This study compared thiol/disulfide balance and ischemia-modified albumin (IMA) levels between the patients with anti-neutrophil cytoplasmic antibody-associated vasculitis (AAV) and healthy controls. Additionally, the study investigated the relationship between AAV disease activity scores, organ involvement, and levels of IMA and thiol/disulfide molecules.

Methods

Forty-six AAV patients and 45 healthy volunteers were included in the study. Birmingham vasculitis activity score (BVAS) version 3 was used for AAV disease activity. Disulfide (-SS), native thiol (-SH), and total thiol (-SH+-SS) molecule analyses were performed using an automatic spectrophotometric method, and IMA calculations were performed using the albumin-cobalt binding test. An increase in the -SS/(-SH+-SS) ratio was considered indicative of a shift towards oxidation, while an increase in the -SH/(-SH+-SS) ratio was suggested a shift towards antioxidation.

Results

The -SS/(-SH+-SS) ratio was significantly higher [β: 0.482, odds ratio (OR) confidence interval (CI) 95%: 0.618 (0.432-0.882), p=0.008] and the -SH/(-SH+-SS) ratio was lower [β: -0.242, OR (CI 95%): 1.273 (1.065-1.522), p=0.008] in the AAV group compared to the control group. A significant association was found between -SH and BVAS-3 [β: -8.202, CI 95%: -16.108- (-0.267), p=0.043].

Conclusion

Thiol/disulfide molecules are shifted towards oxidation in AAV patients compared to healthy controls. Furthermore, patients with higher BVAS-3 disease scores exhibit lower serum thiol levels.

Keywords:
ANCA-associated vasculitis, thiol, IMA, BVAS-3

Introduction

Anti-neutrophil cytoplasmic antibody (ANCA)-associated vasculitis (AAV) is a group of necrotizing autoimmune vascular diseases characterized by microvascular damage, primarily affecting small vessels. These include granulomatosis with polyangiitis, microscopic polyangiitis, and eosinophilic granulomatosis with polyangiitis.[1] significant advances in the AAV treatment, it remains a potentially life- and organ-threatening disease entity.[2] Optimal assessment of AAV disease activity is critical in planning treatment because accurate assessment influences the physician’s choice of treatment and subsequent drug therapy management.[3] The Birmingham vasculitis activity score version-3 (BVAS-3) is considered a reliable measurement score that best reflects localized or global inflammation by evaluating the disease activity of AAV.[4] However, the significant disadvantages of this index are that the measurement of BVAS-3 is complex, can cause bias among researchers, and requires considerable time for calculation. Therefore, developing objective laboratory markers that can successfully reflect inflammation and damage in AAV which are inexpensive and easy to apply is a critical necessity.

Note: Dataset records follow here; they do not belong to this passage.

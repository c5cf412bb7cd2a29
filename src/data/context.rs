use tracing::trace;

use crate::data::cursor::{Reader, Writer};
use crate::data::ledger::{Identified, ObjectRef, ReferenceLedger};
use crate::data::relocation::{BlobTable, StringStyle, StringTable};
use crate::data::Endianness;
use crate::error::{CgfxError, CgfxResult, fail};
use crate::options::SaveOptions;

/// A record that can be decoded from the current reader position.
pub trait Loadable: Sized {
    fn load(reader: &mut Reader<'_>) -> CgfxResult<Self>;
}

/// A record that can write itself through a [`SaveContext`].
///
/// Every field that is a pointer, a string or a raw blob must go through the
/// context so it can be patched later; the context knows nothing else about
/// the record's layout.
pub trait Saveable {
    fn save<'a>(&'a self, ctx: &mut SaveContext<'a>) -> CgfxResult<()>;
}

/// Everything one save session accumulates: the output cursor, the string and
/// raw-blob relocation queues, and the reference ledger.
///
/// Strings and blobs are borrowed from the graph being saved, which must stay
/// untouched until the session ends.
#[derive(Debug)]
pub struct SaveContext<'a> {
    pub writer: Writer,
    pub strings: StringTable<'a>,
    pub blobs: BlobTable<'a>,
    pub ledger: ReferenceLedger,
}

impl<'a> SaveContext<'a> {
    pub fn new(endianness: Endianness, options: &SaveOptions) -> Self {
        SaveContext {
            writer: Writer::new(endianness),
            strings: StringTable::strings(),
            blobs: BlobTable::blobs(options.dedup_blobs),
            ledger: ReferenceLedger::new(),
        }
    }

    pub fn position(&self) -> u32 {
        self.writer.position()
    }

    pub(crate) fn trace_save(&self, what: &str) {
        trace!(
            position = format_args!("0x{:04X}", self.writer.position()),
            depth = self.writer.depth(),
            "save {what}"
        );
    }

    /// Queue a NUL-terminated string and write its placeholder (null for `None`).
    pub fn write_string(&mut self, text: Option<&'a str>) -> CgfxResult<()> {
        self.strings
            .enqueue_str(&mut self.writer, text, StringStyle::Terminated)
    }

    /// Queue a string with no terminator and write its placeholder. The caller
    /// stores the length next to the pointer.
    pub fn write_bare_string(&mut self, text: Option<&'a str>) -> CgfxResult<()> {
        self.strings.enqueue_str(&mut self.writer, text, StringStyle::Bare)
    }

    /// Queue a raw blob for the IMAG chunk and write its placeholder.
    pub fn write_blob(&mut self, data: &'a [u8], alignment: u32) -> CgfxResult<()> {
        self.blobs.enqueue_blob(&mut self.writer, data, alignment)
    }

    pub fn write_pointer_placeholder(&mut self, target: Option<ObjectRef>) -> CgfxResult<()> {
        self.ledger.write_placeholder(&mut self.writer, target)
    }

    pub fn mark_reference(&mut self, target: ObjectRef) -> CgfxResult<u32> {
        self.ledger.mark_reference(&self.writer, target)
    }

    /// Commit `obj` at the current position and write it.
    pub fn save_and_mark<T: Saveable + Identified>(&mut self, obj: &'a T) -> CgfxResult<()> {
        self.mark_reference(obj.object_ref())?;
        obj.save(self)
    }

    pub fn resolve_references(&mut self) -> CgfxResult<()> {
        self.ledger.resolve_all(&mut self.writer)
    }

    pub fn flush_strings(&mut self) -> CgfxResult<()> {
        self.strings.flush(&mut self.writer)
    }

    pub fn flush_blobs(&mut self) -> CgfxResult<()> {
        self.blobs.flush(&mut self.writer)
    }

    /// End the session, returning the output. Anything still queued would be a
    /// dangling zero pointer in the output, so it is an error.
    pub fn finish(self) -> CgfxResult<Vec<u8>> {
        if !self.blobs.is_empty() {
            return fail(CgfxError::PendingBlobs {
                count: self.blobs.len(),
            });
        }
        if self.ledger.pending_len() > 0 {
            return fail(CgfxError::Unflushed {
                what: "pointer placeholder(s)",
                count: self.ledger.pending_len(),
            });
        }
        if !self.strings.is_empty() {
            return fail(CgfxError::Unflushed {
                what: "string(s)",
                count: self.strings.len(),
            });
        }
        Ok(self.writer.into_inner())
    }
}

#[cfg(test)]
mod tests {
    use super::*;

    #[test]
    fn bare_and_terminated_strings_share_the_table() {
        let mut ctx = SaveContext::new(Endianness::Little, &SaveOptions::default());
        ctx.writer.write_u32(4).unwrap();
        ctx.write_bare_string(Some("Beta")).unwrap();
        ctx.write_string(Some("Beta")).unwrap();
        ctx.write_bare_string(None).unwrap();
        ctx.flush_strings().unwrap();
        let data = ctx.finish().unwrap();

        assert_eq!(&data[16..], b"BetaBeta\0");
        let mut r = Reader::new(&data).unwrap();
        r.seek(4).unwrap();
        assert_eq!(r.read_offset().unwrap(), Some(16));
        assert_eq!(r.read_offset().unwrap(), Some(20));
        assert_eq!(r.read_offset().unwrap(), None);
    }
}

Under physiological conditions, any of the metalic elements such as nickel, cobalt, or copper can bind to the terminal of human albumin’s first amino acids. Hypoxic and ischemic events can disrupt this metal-binding capacity to albumin. This albumin, whose structure has been disrupted by the effect of hypoxia, has been defined as ischemia-modified albumin (IMA). Events resulting in ischemic reperfusion injury cause an increase in plasma IMA levels.[5, 6] It has been reported that IMA may be an essential biomarker that can predict the oxidative status in processes with increased oxidative stress.[7-10] In acute coronary events, plasma IMA level can be a biomarker that accurately predicts ischemic myocardial damage.[7, 11] Serum IMA levels also increase in autoimmune diseases associated with increased oxidative status, such as psoriasis, ankylosing spondylitis (AS), rheumatoid arthritis (RA), Behçet’s disease, systemic sclerosis, familial Mediterranean fever (FMF), Henoch-Schönlein purpura and gout.[12-19]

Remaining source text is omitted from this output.